Der Ruf «Wo-Wo-Wonige?» stammt aus der linken Wohnungsnot-Bewegung der 1980er-Jahre und war jahrzehntelang auf Zürcher Demonstrationen zu hören. Nun taucht er auf Avdilis Wahlplakaten auf – bewusst provokant. Wie der kaum für seine bürgerliche Gesinnung bekannte «Tages-Anzeiger» am Montag berichtet.
Zu wenig bezahlbare Wohnungen
Der FDP-Politiker argumentiert, dass die links dominierte Stadtregierung trotz grosser Worte zu wenig bezahlbaren Wohnraum geschaffen habe. Statt Symbolpolitik brauche es weniger Hürden und mehr Anreize für Investoren.
Klare Botschaft
Kritik folgt prompt aus dem linken Lager.

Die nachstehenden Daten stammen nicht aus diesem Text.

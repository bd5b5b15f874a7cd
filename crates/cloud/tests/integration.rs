//! Chart and CSB service clients against mocked ArcGIS endpoints.

use std::time::Duration;

use serde_json::json;
use wiremock::matchers::{body_string_contains, method, path, query_param};
use wiremock::{Mock, MockServer, ResponseTemplate};

use vbicompare_cloud::{ChartService, CloudError, CsbService, HttpClient, Paging};
use vbicompare_core::{GeoPoint, Region};

fn http() -> HttpClient {
    HttpClient::new(Duration::from_secs(5), 0).unwrap()
}

fn paging() -> Paging {
    Paging {
        page_size: 2,
        max_features: 100,
    }
}

fn chart_feature(name: &str, x0: f64, y0: f64, x1: f64, y1: f64) -> serde_json::Value {
    json!({
        "attributes": { "cell_name": name },
        "geometry": { "rings": [[[x0, y0], [x0, y1], [x1, y1], [x1, y0], [x0, y0]]] }
    })
}

fn empty() -> ResponseTemplate {
    ResponseTemplate::new(200).set_body_json(json!({ "features": [] }))
}

#[tokio::test]
async fn chart_extent_uses_band_layer() {
    let server = MockServer::start().await;
    Mock::given(method("GET"))
        .and(path("/MapServer/5/query"))
        .and(query_param("where", "CELL_NAME = 'US5MA1AM'"))
        .respond_with(ResponseTemplate::new(200).set_body_json(json!({
            "features": [chart_feature("US5MA1AM", -70.5, 42.0, -70.0, 42.5)]
        })))
        .expect(1)
        .mount(&server)
        .await;
    Mock::given(method("GET"))
        .and(path("/MapServer/5/query"))
        .respond_with(empty())
        .mount(&server)
        .await;

    let svc = ChartService::new(http(), format!("{}/MapServer", server.uri()), paging());

    let region = svc.chart_extent("US5MA1AM").await.unwrap().unwrap();
    assert_eq!(region.nw, GeoPoint::new(42.5, -70.5));
    assert_eq!(region.se, GeoPoint::new(42.0, -70.0));

    assert!(svc.chart_extent("US5ZZZZZ").await.unwrap().is_none());
    assert!(svc.chart_extent("USX").await.unwrap().is_none());
}

#[tokio::test]
async fn charts_in_region_merges_layers() {
    let server = MockServer::start().await;
    Mock::given(method("GET"))
        .and(path("/MapServer/1/query"))
        .respond_with(ResponseTemplate::new(200).set_body_json(json!({
            "features": [chart_feature("US2EC02M", -75.0, 35.0, -65.0, 45.0)]
        })))
        .mount(&server)
        .await;
    Mock::given(method("GET"))
        .and(path("/MapServer/3/query"))
        .respond_with(ResponseTemplate::new(200).set_body_json(json!({
            "features": [
                chart_feature("US4MA1DM", -71.0, 41.5, -69.5, 43.0),
                chart_feature("US2EC02M", -75.0, 35.0, -65.0, 45.0)
            ]
        })))
        .mount(&server)
        .await;
    for layer in [2, 4] {
        Mock::given(method("GET"))
            .and(path(format!("/MapServer/{layer}/query")))
            .respond_with(empty())
            .mount(&server)
            .await;
    }

    let svc = ChartService::new(http(), format!("{}/MapServer", server.uri()), paging());
    let region = Region::new(GeoPoint::new(43.0, -70.0), GeoPoint::new(42.0, -69.0));
    let charts = svc.charts_in_region(&region).await.unwrap();

    let names: Vec<_> = charts.iter().map(|c| c.name.as_str()).collect();
    assert_eq!(names, vec!["US2EC02M", "US4MA1DM"]);
    assert_eq!(charts[1].ring.len(), 5);
}

#[tokio::test]
async fn crossing_tracks_posts_polyline() {
    let server = MockServer::start().await;
    Mock::given(method("POST"))
        .and(path("/MapServer/2/query"))
        .and(body_string_contains("esriGeometryPolyline"))
        .respond_with(ResponseTemplate::new(200).set_body_json(json!({
            "features": [{ "attributes": { "cell_name": "US3EC10M" } }]
        })))
        .mount(&server)
        .await;
    Mock::given(method("POST"))
        .respond_with(empty())
        .mount(&server)
        .await;

    let svc = ChartService::new(http(), format!("{}/MapServer", server.uri()), paging());
    let tracks = vec![
        vec![GeoPoint::new(42.0, -70.0), GeoPoint::new(42.1, -70.1)],
        vec![GeoPoint::new(42.0, -70.0)],
    ];
    let names = svc.charts_crossing_tracks(&tracks).await.unwrap();
    assert_eq!(names, vec!["US3EC10M".to_string()]);
}

#[tokio::test]
async fn service_error_is_reported() {
    let server = MockServer::start().await;
    Mock::given(method("GET"))
        .respond_with(ResponseTemplate::new(200).set_body_json(json!({
            "error": { "code": 500, "message": "Unable to complete operation." }
        })))
        .mount(&server)
        .await;

    let svc = ChartService::new(http(), format!("{}/MapServer", server.uri()), paging());
    let res = svc.chart_extent("US5MA1AM").await;
    assert!(matches!(res, Err(CloudError::Service { code: 500, .. })));
}

fn csb_feature(platform: &str, name: &str) -> serde_json::Value {
    json!({
        "attributes": { "PLATFORM": platform, "NAME": name },
        "geometry": { "paths": [[[-70.0, 42.0], [-70.2, 42.3]]] }
    })
}

#[tokio::test]
async fn csb_platform_query_pages() {
    let server = MockServer::start().await;
    Mock::given(method("GET"))
        .and(path("/csb/MapServer/1/query"))
        .and(query_param("where", "PLATFORM = 'SEA HUNTER'"))
        .and(query_param("resultOffset", "0"))
        .respond_with(ResponseTemplate::new(200).set_body_json(json!({
            "features": [
                csb_feature("SEA HUNTER", "20190222113324825195_aaaa.tar.gz"),
                csb_feature("SEA HUNTER", "20190223113324825195_bbbb.tar.gz")
            ],
            "exceededTransferLimit": true
        })))
        .mount(&server)
        .await;
    Mock::given(method("GET"))
        .and(path("/csb/MapServer/1/query"))
        .and(query_param("resultOffset", "2"))
        .respond_with(ResponseTemplate::new(200).set_body_json(json!({
            "features": [csb_feature("SEA HUNTER", "20190224113324825195_cccc.tar.gz")]
        })))
        .mount(&server)
        .await;

    let svc = CsbService::new(http(), &format!("{}/csb/MapServer", server.uri()), paging());
    let search = svc.tracks_for_platform("SEA HUNTER").await.unwrap();
    assert!(!search.truncated);
    let tracks = search.found;

    assert_eq!(tracks.len(), 3);
    assert_eq!(
        tracks[2].object_key().unwrap(),
        "csb/csv/2019/02/24/20190224113324825195_cccc_pointData.csv"
    );
    assert_eq!(tracks[0].path.len(), 2);
}

#[tokio::test]
async fn csb_area_groups_platforms() {
    let server = MockServer::start().await;
    Mock::given(method("GET"))
        .and(path("/csb/MapServer/1/query"))
        .and(query_param("geometryType", "esriGeometryEnvelope"))
        .respond_with(ResponseTemplate::new(200).set_body_json(json!({
            "features": [
                csb_feature("COPPER STAR", "20200101000000000001_a.tar.gz"),
                csb_feature("LADY JANE", "20200101000000000002_b.tar.gz"),
                csb_feature("COPPER STAR", "20200101000000000003_c.tar.gz")
            ]
        })))
        .mount(&server)
        .await;

    let svc = CsbService::new(http(), &format!("{}/csb/MapServer", server.uri()), paging());
    let region = Region::new(GeoPoint::new(43.0, -70.5), GeoPoint::new(42.0, -69.5));
    let groups = svc.tracks_in_region(&region).await.unwrap().found;

    assert_eq!(groups.len(), 2);
    assert_eq!(groups[0].platform, "COPPER STAR");
    assert_eq!(groups[0].tracks.len(), 2);
    assert_eq!(groups[1].tracks[0].name, "20200101000000000002_b.tar.gz");
}

#[tokio::test]
async fn csb_search_reports_feature_cap() {
    let server = MockServer::start().await;
    Mock::given(method("GET"))
        .and(path("/csb/MapServer/1/query"))
        .respond_with(ResponseTemplate::new(200).set_body_json(json!({
            "features": [
                csb_feature("SEA HUNTER", "20190222113324825195_aaaa.tar.gz"),
                csb_feature("SEA HUNTER", "20190223113324825195_bbbb.tar.gz")
            ],
            "exceededTransferLimit": true
        })))
        .expect(2)
        .mount(&server)
        .await;

    let capped = Paging {
        page_size: 2,
        max_features: 3,
    };
    let svc = CsbService::new(http(), &format!("{}/csb/MapServer", server.uri()), capped);
    let search = svc.tracks_for_platform("SEA HUNTER").await.unwrap();

    assert!(search.truncated);
    assert_eq!(search.found.len(), 3);
}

Ein SP-naher Historiker spricht im «Tages-Anzeiger» von «Täuschung». Doch genau diese Reaktion zeigt: Avdili trifft einen Nerv. Er zwingt Rot-Grün, sich an Resultaten statt an Parolen messen zu lassen.
Offensive Strategie
Avdili ist als erster Kandidat in den Wahlkampf gestartet und setzt auf eine offensive Strategie. Während die Konkurrenz nun nachzieht, hat der FDP-Mann die Debatte bereits geprägt – und nutzt geschickt die Waffen seiner politischen Gegner.